Oficina de cupcake ajuda CAPS de Cotia a acompanhar crianças
Projeto Pão na Mesa leva crianças e adolescentes atendidos pelo serviço de saúde mental para atividades fora do ambiente clínico tradicional

Farinha, ovos e açúcar viraram ferramenta de acompanhamento clínico no Centro de Atenção Psicossocial Infantojuvenil (CAPS) de Cotia. Uma oficina de cupcakes, promovida pelo projeto Pão na Mesa, reuniu crianças e adolescentes atendidos pelo serviço de saúde mental para uma atividade que passou pela produção da massa, a decoração e a degustação.
Atividade fora da unidade revela comportamentos diferentes
A oficina foi coordenada pela assistente social Lucia Rosset e integra o conjunto de atividades realizadas fora do ambiente tradicional do CAPS. Segundo a Prefeitura de Cotia, a proposta permite à equipe observar aspectos que nem sempre aparecem durante os atendimentos no consultório.

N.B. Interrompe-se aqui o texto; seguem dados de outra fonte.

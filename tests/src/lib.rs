// Copyright 2024 chonkfs
//
// Licensed under the Apache License, Version 2.0 (the "License");
// you may not use this file except in compliance with the License.
// You may obtain a copy of the License at
//
//      http://www.apache.org/licenses/LICENSE-2.0
//
// Unless required by applicable law or agreed to in writing, software
// distributed under the License is distributed on an "AS IS" BASIS,
// WITHOUT WARRANTIES OR CONDITIONS OF ANY KIND, either express or implied.
// See the License for the specific language governing permissions and
// limitations under the License.

//! Shared fixtures for the end-to-end tests of the chonkfs core.

#[cfg(test)]
mod scenarios;

use std::sync::Arc;

use chonk_chunker::{Config, Directory};
use chonk_storage::{
    disk::{DiskConfig, DiskDirectory},
    err::{IoSnafu, Result},
    layered::{LayeredConfig, LayeredDirectory},
    memory::MemoryDirectory,
    StorageDirectoryRef,
};
use snafu::ResultExt;
use tempfile::TempDir;

/// The storage stacks a chonkfs root can sit on.
#[derive(Debug, Clone, Copy, PartialEq, Eq)]
pub enum Backend {
    Memory,
    Disk,
    /// memory over memory
    LayeredMemory,
    /// memory over disk
    LayeredDisk,
}

/// A chonkfs root directory, keeping its host directory alive.
pub struct Mount {
    pub root: Directory,
    _temp:    Option<TempDir>,
}

impl Mount {
    pub async fn new(backend: Backend) -> Result<Mount> {
        Self::with_config(backend, Config::default()).await
    }

    pub async fn with_config(backend: Backend, config: Config) -> Result<Mount> {
        chonk_utils::logger::install_fmt_log();
        let (storage, temp) = match backend {
            Backend::Memory => (MemoryDirectory::new() as StorageDirectoryRef, None),
            Backend::Disk => {
                let (dir, temp) = disk().await?;
                (dir, Some(temp))
            }
            Backend::LayeredMemory => (layered(MemoryDirectory::new()), None),
            Backend::LayeredDisk => {
                let (dir, temp) = disk().await?;
                (layered(dir), Some(temp))
            }
        };
        Ok(Mount {
            root:  Directory::new(storage, config),
            _temp: temp,
        })
    }
}

fn layered(under: StorageDirectoryRef) -> StorageDirectoryRef {
    Arc::new(LayeredDirectory::new(
        MemoryDirectory::new(),
        under,
        LayeredConfig { debug: true },
    ))
}

async fn disk() -> Result<(StorageDirectoryRef, TempDir)> {
    let temp = tempfile::Builder::new()
        .prefix(chonk_common::CHONKFS)
        .tempdir()
        .context(IoSnafu { path: "temporary directory" })?;
    let config = DiskConfig {
        root:              temp.path().join("root"),
        create_if_missing: true,
    };
    let dir: StorageDirectoryRef = DiskDirectory::open(&config).await?;
    Ok((dir, temp))
}
// Copyright 2024 chonkfs
//
// Licensed under the Apache License, Version 2.0 (the "License");
// you may not use this file except in compliance with the License.
// You may obtain a copy of the License at
//
//      http://www.apache.org/licenses/LICENSE-2.0
//
// Unless required by applicable law or agreed to in writing, software
// distributed under the License is distributed on an "AS IS" BASIS,
// WITHOUT WARRANTIES OR CONDITIONS OF ANY KIND, either express or implied.
// See the License for the specific language governing permissions and
// limitations under the License.

use std::collections::BTreeMap;

use chonk_common::ChunkSize;
use chonk_storage::StorageDirectoryRef;
use chonk_types::{attr::DirectoryAttributes, context::Context, info::FileInfo};
use tracing::{debug, instrument};

use crate::{
    err::{check_cancelled, from_lookup, Result},
    file::MountLock,
    Config, File,
};

/// Directory hands out byte level [File]s over a storage directory, every
/// call maps onto the storage call of the same name.
///
/// A directory built with [Directory::new] is the root of a mount. Every
/// directory and file reached from it shares the lock of that mount.
#[derive(Debug, Clone)]
pub struct Directory {
    config:  Config,
    storage: StorageDirectoryRef,
    lock:    MountLock,
}

impl Directory {
    pub fn new(storage: StorageDirectoryRef, config: Config) -> Self {
        Self {
            config,
            storage,
            lock: MountLock::default(),
        }
    }

    pub fn storage(&self) -> &StorageDirectoryRef { &self.storage }

    pub fn config(&self) -> &Config { &self.config }

    fn wrap(&self, storage: StorageDirectoryRef) -> Directory {
        Directory {
            config: self.config,
            storage,
            lock: self.lock.clone(),
        }
    }

    #[instrument(level = "trace", skip(self, ctx))]
    pub async fn create_directory(&self, ctx: &Context, name: &str) -> Result<Directory> {
        check_cancelled(ctx)?;
        let dir = self.storage.create_directory(ctx, name).await?;
        if self.config.debug {
            debug!("created directory {name:?}");
        }
        Ok(self.wrap(dir))
    }

    pub async fn get_directory(&self, ctx: &Context, name: &str) -> Result<Directory> {
        let dir = self
            .storage
            .get_directory(ctx, name)
            .await
            .map_err(|e| from_lookup(name, e))?;
        Ok(self.wrap(dir))
    }

    pub async fn list_directories(&self, ctx: &Context) -> Result<BTreeMap<String, Directory>> {
        Ok(self
            .storage
            .list_directories(ctx)
            .await?
            .into_iter()
            .map(|(name, dir)| (name, self.wrap(dir)))
            .collect())
    }

    #[instrument(level = "trace", skip(self, ctx))]
    pub async fn remove_directory(&self, ctx: &Context, name: &str) -> Result<()> {
        check_cancelled(ctx)?;
        self.storage
            .remove_directory(ctx, name)
            .await
            .map_err(|e| from_lookup(name, e))
    }

    #[instrument(level = "trace", skip(self, ctx, new_parent))]
    pub async fn rename_directory(
        &self,
        ctx: &Context,
        name: &str,
        new_parent: &Directory,
        new_name: &str,
        no_replace: bool,
    ) -> Result<()> {
        check_cancelled(ctx)?;
        self.storage
            .rename_directory(ctx, name, new_parent.storage.as_ref(), new_name, no_replace)
            .await
            .map_err(|e| from_lookup(name, e))
    }

    /// Creates an empty file whose chunks hold `chunk_size` bytes.
    #[instrument(level = "trace", skip(self, ctx))]
    pub async fn create_file(
        &self,
        ctx: &Context,
        name: &str,
        chunk_size: ChunkSize,
    ) -> Result<File> {
        check_cancelled(ctx)?;
        let storage = self
            .storage
            .create_file(ctx, name, FileInfo::new(chunk_size))
            .await?;
        if self.config.debug {
            debug!("created file {name:?} with chunks of {chunk_size} bytes");
        }
        File::open_in(ctx, storage, self.config, self.lock.clone()).await
    }

    pub async fn create_file_default(&self, ctx: &Context, name: &str) -> Result<File> {
        self.create_file(ctx, name, self.config.default_chunk_size).await
    }

    pub async fn get_file(&self, ctx: &Context, name: &str) -> Result<File> {
        let storage = self
            .storage
            .get_file(ctx, name)
            .await
            .map_err(|e| from_lookup(name, e))?;
        File::open_in(ctx, storage, self.config, self.lock.clone()).await
    }

    pub async fn list_files(&self, ctx: &Context) -> Result<BTreeMap<String, File>> {
        let mut files = BTreeMap::new();
        for (name, storage) in self.storage.list_files(ctx).await? {
            let file = File::open_in(ctx, storage, self.config, self.lock.clone()).await?;
            files.insert(name, file);
        }
        Ok(files)
    }

    #[instrument(level = "trace", skip(self, ctx))]
    pub async fn remove_file(&self, ctx: &Context, name: &str) -> Result<()> {
        check_cancelled(ctx)?;
        self.storage
            .remove_file(ctx, name)
            .await
            .map_err(|e| from_lookup(name, e))
    }

    #[instrument(level = "trace", skip(self, ctx, new_parent))]
    pub async fn rename_file(
        &self,
        ctx: &Context,
        name: &str,
        new_parent: &Directory,
        new_name: &str,
        no_replace: bool,
    ) -> Result<()> {
        check_cancelled(ctx)?;
        self.storage
            .rename_file(ctx, name, new_parent.storage.as_ref(), new_name, no_replace)
            .await
            .map_err(|e| from_lookup(name, e))
    }

    pub async fn get_attributes(&self, ctx: &Context) -> Result<DirectoryAttributes> {
        self.storage.info(ctx).await?;
        Ok(DirectoryAttributes::default())
    }

    /// Directories have no settable attributes yet, the call only checks
    /// the directory is still reachable.
    pub async fn set_attributes(
        &self,
        ctx: &Context,
        _attr: DirectoryAttributes,
    ) -> Result<DirectoryAttributes> {
        check_cancelled(ctx)?;
        self.get_attributes(ctx).await
    }
}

Rosset afirmou que algumas crianças apresentam, na escola ou em casa, comportamentos diferentes dos observados na unidade. "Um tem que ajudar o outro, tem que fazer, tem que obedecer regras", disse a assistente social, ao descrever a interação entre os participantes durante a atividade.
Estímulo sensorial soma-se ao processo terapêutico
O nutricionista Wadrian Antonio, também da equipe, destacou que o preparo dos cupcakes trabalha questões relacionadas à alimentação e aos estímulos sensoriais. Durante a oficina, as crianças tocam os ingredientes, percebem texturas diferentes e participam ativamente da produção, em uma dinâmica parecida com a de outras oficinas voltadas ao público infantil realizadas na região.
"Ver as crianças participando, experimentando coisas novas, mesmo que seja um cupcake, é muito importante durante o processo terapêutico. Elas têm uma nova vivência, uma nova experiência", afirmou Antonio, segundo a Prefeitura de Cotia.
Equipe aposta na inclusão social fora do CAPS
Para o educador físico Expedito Pereira S. Neto, levar as atividades a outros espaços amplia a inclusão social dos pacientes. "O CAPS é um lugar de saúde mental importante, mas a gente quer ver as crianças em outros lugares também, nos ginásios de esporte, aqui na cozinha. É onde a gente faz a verdadeira inclusão social", disse.
Neto relatou o caso de uma criança que normalmente apresentava dificuldade de comunicação e, durante a oficina, interagiu e fez amizade com outros participantes. Desafios semelhantes aparecem em outras frentes de inclusão de crianças atípicas acompanhadas por serviços de saúde e educação.
Segundo a Prefeitura de Cotia, algumas atividades do projeto Pão na Mesa também contam com a participação dos responsáveis, o que permite à equipe acompanhar a interação familiar além do ambiente clínico.